Problemas de acumulación de agua y malos olores
Un drenaje tapado provoca que el agua no pueda circular correctamente, lo que lleva a que se acumule en las tuberías. Esta acumulación puede generar estancamientos que, con el tiempo, producen malos olores que se extienden por toda la vivienda. La persistencia de olores desagradables es un indicio claro de que hay un problema en el sistema de desagüe que necesita atención inmediata.
Incremento del riesgo de inundaciones y daños en la estructura
Cuando el drenaje no drena adecuadamente, el agua puede desbordarse y provocar inundaciones en zonas cercanas a las tuberías. Esto no solo genera molestias, sino que también puede causar daños en suelos, paredes y mobiliario. La humedad constante puede favorecer la aparición de moho y deteriorar las estructuras, lo que implica reparaciones costosas a largo plazo.

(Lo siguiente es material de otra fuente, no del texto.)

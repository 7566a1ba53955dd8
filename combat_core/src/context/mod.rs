//! Combat context - one encounter's scheduler, hook scope and state
//!
//! `CombatContext` owns every combatant's runtime state for the life of an
//! encounter. Components reach that state only through `ActionScope`.

mod encounter;
mod gauge;
mod resolve;
mod scope;
mod state;

pub use encounter::{select_target, CombatContext};
pub use gauge::ActionGauge;
pub use resolve::{AttackOutcome, AttackSpec};
pub use scope::ActionScope;
pub use state::{ComponentKey, ComponentState, ComponentStateStore};

use crate::config::{self, CombatConstants, ConfigError};
use crate::status::StatusCatalog;
use crate::synergy::SynergyTable;

/// Read-only definitions shared by every encounter
#[derive(Debug, Clone)]
pub struct CombatRules {
    pub constants: CombatConstants,
    pub catalog: StatusCatalog,
    pub synergies: SynergyTable,
}

impl Default for CombatRules {
    fn default() -> Self {
        CombatRules {
            constants: CombatConstants::default(),
            catalog: StatusCatalog::with_defaults(),
            synergies: SynergyTable::default(),
        }
    }
}

impl CombatRules {
    pub fn new(constants: CombatConstants, catalog: StatusCatalog, synergies: SynergyTable) -> Self {
        CombatRules {
            constants,
            catalog,
            synergies,
        }
    }

    /// Default constants and statuses plus the bundled synergy table
    pub fn with_defaults() -> Result<Self, ConfigError> {
        Ok(CombatRules {
            synergies: config::default_synergies()?,
            ..CombatRules::default()
        })
    }
}
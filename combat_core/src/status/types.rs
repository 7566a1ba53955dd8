//! Status type definitions

use crate::stats::StatKind;
use crate::types::Element;
use serde::{Deserialize, Serialize};

/// Every status effect a combatant can carry
#[derive(Debug, Clone, Copy, PartialEq, Eq, Hash, PartialOrd, Ord, Serialize, Deserialize)]
#[serde(rename_all = "snake_case")]
pub enum StatusKind {
    Burn,
    Poison,
    Bleed,
    Erode,
    Slow,
    Freeze,
    Stun,
    Paralyze,
    Curse,
    Mark,
    Submerge,
    Shock,
    Infection,
    Combo,
}

/// Broad grouping used by cleanse, conditions and the UI
#[derive(Debug, Clone, Copy, PartialEq, Eq)]
pub enum StatusCategory {
    DamageOverTime,
    CrowdControl,
    Debuff,
}

impl StatusKind {
    pub fn all() -> &'static [StatusKind] {
        &[
            StatusKind::Burn,
            StatusKind::Poison,
            StatusKind::Bleed,
            StatusKind::Erode,
            StatusKind::Slow,
            StatusKind::Freeze,
            StatusKind::Stun,
            StatusKind::Paralyze,
            StatusKind::Curse,
            StatusKind::Mark,
            StatusKind::Submerge,
            StatusKind::Shock,
            StatusKind::Infection,
            StatusKind::Combo,
        ]
    }

    pub fn category(&self) -> StatusCategory {
        match self {
            StatusKind::Burn | StatusKind::Poison | StatusKind::Bleed | StatusKind::Erode => {
                StatusCategory::DamageOverTime
            }
            StatusKind::Slow | StatusKind::Freeze | StatusKind::Stun | StatusKind::Paralyze => {
                StatusCategory::CrowdControl
            }
            _ => StatusCategory::Debuff,
        }
    }

    /// Whether this effect prevents its carrier from acting
    pub fn blocks_action(&self) -> bool {
        matches!(
            self,
            StatusKind::Freeze | StatusKind::Stun | StatusKind::Paralyze
        )
    }

    pub fn is_dot(&self) -> bool {
        self.category() == StatusCategory::DamageOverTime
    }

    /// Combo is a resource the owner builds, not an affliction
    pub fn is_harmful(&self) -> bool {
        *self != StatusKind::Combo
    }

    pub fn display_name(&self) -> &'static str {
        match self {
            StatusKind::Burn => "Burn",
            StatusKind::Poison => "Poison",
            StatusKind::Bleed => "Bleed",
            StatusKind::Erode => "Erode",
            StatusKind::Slow => "Slow",
            StatusKind::Freeze => "Freeze",
            StatusKind::Stun => "Stun",
            StatusKind::Paralyze => "Paralyze",
            StatusKind::Curse => "Curse",
            StatusKind::Mark => "Mark",
            StatusKind::Submerge => "Submerge",
            StatusKind::Shock => "Shock",
            StatusKind::Infection => "Infection",
            StatusKind::Combo => "Combo",
        }
    }
}

/// How a per-stack modifier lands in the accumulator
#[derive(Debug, Clone, Copy, Default, PartialEq, Eq, Serialize, Deserialize)]
#[serde(rename_all = "snake_case")]
pub enum ModifierMode {
    Flat,
    #[default]
    Percent,
}

/// A stat modifier carried by a status, scaled by its stacks
#[derive(Debug, Clone, PartialEq, Serialize, Deserialize)]
pub struct StatusModifier {
    pub stat: StatKind,
    pub per_stack: f64,
    #[serde(default)]
    pub mode: ModifierMode,
}

/// Configuration for a status type
#[derive(Debug, Clone, PartialEq, Serialize, Deserialize)]
pub struct StatusConfig {
    pub kind: StatusKind,
    /// Display name; defaults to the kind's name
    #[serde(default)]
    pub name: String,
    #[serde(default = "default_max_stacks")]
    pub max_stacks: u32,
    /// Fraction of max HP dealt per stack on each round tick
    #[serde(default)]
    pub percent_per_stack: f64,
    /// Duration in rounds when a skill does not specify one
    #[serde(default = "default_duration")]
    pub default_duration: u32,
    /// Element of the tick damage
    #[serde(default)]
    pub element: Element,
    #[serde(default)]
    pub modifiers: Vec<StatusModifier>,
}

fn default_max_stacks() -> u32 {
    1
}

fn default_duration() -> u32 {
    2
}

impl StatusConfig {
    /// Single stack, no damage, no modifiers
    pub fn bare(kind: StatusKind) -> Self {
        StatusConfig {
            kind,
            name: kind.display_name().to_string(),
            max_stacks: default_max_stacks(),
            percent_per_stack: 0.0,
            default_duration: default_duration(),
            element: Element::Neutral,
            modifiers: Vec::new(),
        }
    }

    pub fn with_stacks(mut self, max_stacks: u32, default_duration: u32) -> Self {
        self.max_stacks = max_stacks.max(1);
        self.default_duration = default_duration;
        self
    }

    pub fn with_dot(mut self, percent_per_stack: f64) -> Self {
        self.percent_per_stack = percent_per_stack;
        self
    }

    pub fn with_element(mut self, element: Element) -> Self {
        self.element = element;
        self
    }

    pub fn with_modifier(mut self, stat: StatKind, per_stack: f64, mode: ModifierMode) -> Self {
        self.modifiers.push(StatusModifier {
            stat,
            per_stack,
            mode,
        });
        self
    }

    pub fn display_name(&self) -> &str {
        if self.name.is_empty() {
            self.kind.display_name()
        } else {
            &self.name
        }
    }
}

Problemas de salud y proliferación de plagas
El agua estancada en tuberías tapadas se convierte en un caldo de cultivo para bacterias y microorganismos. Además, las tuberías obstruidas atraen roedores e insectos, que buscan ambientes húmedos y oscuros para establecerse. Esto aumenta el riesgo de enfermedades y puede generar infestaciones que afectan la higiene del hogar o negocio.